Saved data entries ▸
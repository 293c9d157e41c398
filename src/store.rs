//! Persistence seam for the timetable service.
//!
//! The generator only ever talks to [`EntityStore`]; the shipped backend is
//! an in-memory store behind a [`parking_lot::RwLock`]. A SQL-backed store
//! would implement the same trait.

use parking_lot::RwLock;
use std::fmt;

use crate::domain::{
    ClassId, Day, Lesson, LessonId, Room, RoomId, SchoolClass, Slot, Subject, SubjectId, Teacher,
    TeacherId,
};

/// Persistence failure. Fatal to the operation that hit it; the in-memory
/// backend never produces one, but the trait keeps the failure path honest
/// for real backends.
#[derive(Debug)]
pub enum StoreError {
    Unavailable(String),
}

impl fmt::Display for StoreError {
    fn fmt(&self, f: &mut fmt::Formatter<'_>) -> fmt::Result {
        match self {
            StoreError::Unavailable(detail) => write!(f, "store unavailable: {detail}"),
        }
    }
}

impl std::error::Error for StoreError {}

/// A lesson that has not been assigned an id by the store yet.
#[derive(Debug, Clone, PartialEq, Eq)]
pub struct LessonDraft {
    pub class_id: ClassId,
    pub subject_id: SubjectId,
    pub teacher_id: TeacherId,
    pub room_id: RoomId,
    pub day: Day,
    pub slot: Slot,
}

impl LessonDraft {
    fn into_lesson(self, id: LessonId) -> Lesson {
        Lesson {
            id,
            class_id: self.class_id,
            subject_id: self.subject_id,
            teacher_id: self.teacher_id,
            room_id: self.room_id,
            day: self.day,
            slot: self.slot,
        }
    }
}

/// Snapshot reads and lesson writes used by the generator and the API.
pub trait EntityStore {
    fn classes(&self) -> Result<Vec<SchoolClass>, StoreError>;
    fn subjects(&self) -> Result<Vec<Subject>, StoreError>;
    fn teachers(&self) -> Result<Vec<Teacher>, StoreError>;
    fn rooms(&self) -> Result<Vec<Room>, StoreError>;
    fn lessons(&self) -> Result<Vec<Lesson>, StoreError>;

    /// Replaces the whole committed lesson set in one logical transaction.
    ///
    /// Readers never observe the half-cleared state between the delete and
    /// the insert. Returns the number of lessons committed.
    fn replace_lessons(&self, drafts: Vec<LessonDraft>) -> Result<usize, StoreError>;

    /// Inserts a single manually booked lesson.
    fn insert_lesson(&self, draft: LessonDraft) -> Result<Lesson, StoreError>;

    /// Deletes one lesson; `Ok(false)` if the id was unknown.
    fn delete_lesson(&self, id: LessonId) -> Result<bool, StoreError>;
}

#[derive(Debug, Default)]
struct StoreInner {
    classes: Vec<SchoolClass>,
    subjects: Vec<Subject>,
    teachers: Vec<Teacher>,
    rooms: Vec<Room>,
    lessons: Vec<Lesson>,
    next_class_id: ClassId,
    next_subject_id: SubjectId,
    next_teacher_id: TeacherId,
    next_room_id: RoomId,
    next_lesson_id: LessonId,
}

fn next_id(counter: &mut u32) -> u32 {
    *counter += 1;
    *counter
}

/// In-memory [`EntityStore`] shared across API handlers via `Arc`.
#[derive(Debug, Default)]
pub struct InMemoryStore {
    inner: RwLock<StoreInner>,
}

impl InMemoryStore {
    pub fn new() -> Self {
        Self::default()
    }

    pub fn insert_class(&self, number: u8, letter: impl Into<String>) -> SchoolClass {
        let mut inner = self.inner.write();
        let id = next_id(&mut inner.next_class_id);
        let class = SchoolClass::new(id, number, letter);
        inner.classes.push(class.clone());
        class
    }

    pub fn insert_subject(&self, name: impl Into<String>) -> Subject {
        let mut inner = self.inner.write();
        let id = next_id(&mut inner.next_subject_id);
        let subject = Subject::new(id, name);
        inner.subjects.push(subject.clone());
        subject
    }

    pub fn insert_teacher(&self, name: impl Into<String>) -> Teacher {
        let mut inner = self.inner.write();
        let id = next_id(&mut inner.next_teacher_id);
        let teacher = Teacher::new(id, name);
        inner.teachers.push(teacher.clone());
        teacher
    }

    pub fn insert_room(&self, name: impl Into<String>) -> Room {
        let mut inner = self.inner.write();
        let id = next_id(&mut inner.next_room_id);
        let room = Room::new(id, name);
        inner.rooms.push(room.clone());
        room
    }
}

impl EntityStore for InMemoryStore {
    fn classes(&self) -> Result<Vec<SchoolClass>, StoreError> {
        Ok(self.inner.read().classes.clone())
    }

    fn subjects(&self) -> Result<Vec<Subject>, StoreError> {
        Ok(self.inner.read().subjects.clone())
    }

    fn teachers(&self) -> Result<Vec<Teacher>, StoreError> {
        Ok(self.inner.read().teachers.clone())
    }

    fn rooms(&self) -> Result<Vec<Room>, StoreError> {
        Ok(self.inner.read().rooms.clone())
    }

    fn lessons(&self) -> Result<Vec<Lesson>, StoreError> {
        Ok(self.inner.read().lessons.clone())
    }

    fn replace_lessons(&self, drafts: Vec<LessonDraft>) -> Result<usize, StoreError> {
        let mut inner = self.inner.write();
        inner.lessons.clear();
        let count = drafts.len();
        for draft in drafts {
            let id = next_id(&mut inner.next_lesson_id);
            inner.lessons.push(draft.into_lesson(id));
        }
        Ok(count)
    }

    fn insert_lesson(&self, draft: LessonDraft) -> Result<Lesson, StoreError> {
        let mut inner = self.inner.write();
        let id = next_id(&mut inner.next_lesson_id);
        let lesson = draft.into_lesson(id);
        inner.lessons.push(lesson.clone());
        Ok(lesson)
    }

    fn delete_lesson(&self, id: LessonId) -> Result<bool, StoreError> {
        let mut inner = self.inner.write();
        let before = inner.lessons.len();
        inner.lessons.retain(|lesson| lesson.id != id);
        Ok(inner.lessons.len() < before)
    }
}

Problem to work on ▸ Reproduce, character for character, only the lines of the preceding data that start at the line with "pub struct LessonDraft" and end at the line with "pub trait EntityStore", both included.

Answer for this exercise ▸
pub struct LessonDraft {
    pub class_id: ClassId,
    pub subject_id: SubjectId,
    pub teacher_id: TeacherId,
    pub room_id: RoomId,
    pub day: Day,
    pub slot: Slot,
}

impl LessonDraft {
    fn into_lesson(self, id: LessonId) -> Lesson {
        Lesson {
            id,
            class_id: self.class_id,
            subject_id: self.subject_id,
            teacher_id: self.teacher_id,
            room_id: self.room_id,
            day: self.day,
            slot: self.slot,
        }
    }
}

/// Snapshot reads and lesson writes used by the generator and the API.
pub trait EntityStore {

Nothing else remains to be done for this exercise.